Data from the South African Bourse showed that since the beginning of the 2017 trading year, the share price of Famous Brands has lost over R30 in value, sliding from R135 in January to R119 this week.
A number of reasons, according to Ashburton Investments fund manager Jason Forssman, could be responsible for this persistent decline. One of which is a decline in earnings per share.
“If you exclude the acquisition costs related to the R2.1 billion acquisition of UK-based burger chain, Gourmet Burger Kitchen (GBK), earnings a share would have shown a decline of 4.1 percent. This is in contrast to multiple years of double-digit earnings growth which endeared the company to South African shareholders,” he told the Business Report South Africa.

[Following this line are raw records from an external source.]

//! AI-friendly translation export.
//!
//! Flattens the effective metadata records plus their source texts into a
//! single per-locale document a translation service (or a human reviewer)
//! can consume without access to the split store.

use std::collections::BTreeMap;

use chrono::Utc;
use serde::{Deserialize, Serialize};

use crate::i18n::Locale;
use crate::metadata::{MetadataRecord, SpecifierInfo, Terminology};
use crate::source::SourceStrings;

#[derive(Debug, Serialize, Deserialize)]
pub struct ExportFile {
    pub project: String,
    pub source_locale: String,
    pub target_locale: String,
    pub export_date: String,
    pub total_strings: usize,
    pub documented_strings: usize,
    pub strings: Vec<ExportString>,
}

#[derive(Debug, Serialize, Deserialize)]
pub struct ExportString {
    pub key: String,
    pub source_text: String,
    pub context: ExportContext,
    pub constraints: ExportConstraints,
    pub technical: ExportTechnical,
    pub terminology: Terminology,
    pub cultural_notes: String,
    pub category: String,
}

#[derive(Debug, Serialize, Deserialize)]
pub struct ExportContext {
    pub ui_location: String,
    pub purpose: String,
    pub shown_when: String,
    pub surrounding_elements: Vec<String>,
    pub position: String,
}

#[derive(Debug, Serialize, Deserialize)]
pub struct ExportConstraints {
    pub max_length: Option<u32>,
    pub reason: String,
    pub tone: String,
    pub style: String,
}

#[derive(Debug, Serialize, Deserialize)]
pub struct ExportTechnical {
    pub format_specifiers: bool,
    pub specifier_info: Vec<SpecifierInfo>,
    pub html_formatting: bool,
    pub contains_emoji: bool,
    pub emoji_character: String,
}

/// Build the export document for one target locale.
pub fn build_export(
    records: &BTreeMap<String, MetadataRecord>,
    source: &SourceStrings,
    target: Locale,
    project: &str,
) -> ExportFile {
    let strings = records
        .iter()
        .map(|(key, record)| {
            let ui = record.ui.clone().unwrap_or_default();
            let context = record.context.clone().unwrap_or_default();
            let constraints = record.constraints.clone().unwrap_or_default();
            let guidance = record.translation_guidance.clone().unwrap_or_default();
            let technical = record.technical.clone().unwrap_or_default();

            ExportString {
                key: key.clone(),
                source_text: source.get(key).unwrap_or_default().to_string(),
                context: ExportContext {
                    ui_location: record.ui_location(),
                    purpose: record.purpose.clone().unwrap_or_default(),
                    shown_when: context.shown_when.unwrap_or_default(),
                    surrounding_elements: context.surrounding_elements.unwrap_or_default(),
                    position: ui.position.unwrap_or_default(),
                },
                constraints: ExportConstraints {
                    max_length: constraints.max_length,
                    reason: constraints.reason.unwrap_or_default(),
                    tone: guidance.tone.clone().unwrap_or_else(|| "neutral".to_string()),
                    style: guidance
                        .style
                        .clone()
                        .unwrap_or_else(|| "descriptive".to_string()),
                },
                technical: ExportTechnical {
                    format_specifiers: technical.format_specifiers.unwrap_or(false),
                    specifier_info: technical.specifier_info.unwrap_or_default(),
                    html_formatting: technical.html_formatting.unwrap_or(false),
                    contains_emoji: technical.contains_emoji.unwrap_or(false),
                    emoji_character: technical.emoji_character.unwrap_or_default(),
                },
                terminology: guidance.terminology.unwrap_or_default(),
                cultural_notes: guidance.cultural_notes.unwrap_or_default(),
                category: record.category_or_default().to_string(),
            }
        })
        .collect();

    ExportFile {
        project: project.to_string(),
        source_locale: Locale::source().code().to_string(),
        target_locale: target.code().to_string(),
        export_date: Utc::now().format("%Y-%m-%d %H:%M:%S").to_string(),
        total_strings: source.len(),
        documented_strings: records.len(),
        strings,
    }
}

Beyond earnings, the brand’s shift in strategy from a complete franchise model to wholly-owned food chains and restaurants put a strain on its profitability and subsequently weakened investor confidence.
The harsh economic environment experienced over the past year has also forced consumers to prioritize spending, which has impacted negatively on demand. “For starters, the consumer has been under severe strain with less disposable income to spend at restaurants,” said Shmuel Simpson, an analyst at 36ONE Asset Management.
They both reckon, however, that the lingering decline in share price would not pose any significant threat to the brand in the long term as it is a well-run business with a reputable management team.
Famous Brands is Africa’s leading Quick Service Restaurant and Casual Dining franchisor – Its brand portfolio includesSteers, Wimpy, Debonairs Pizza, Mugg & Bean, FishAways, House of Coffees, Brazilian Café and tashas.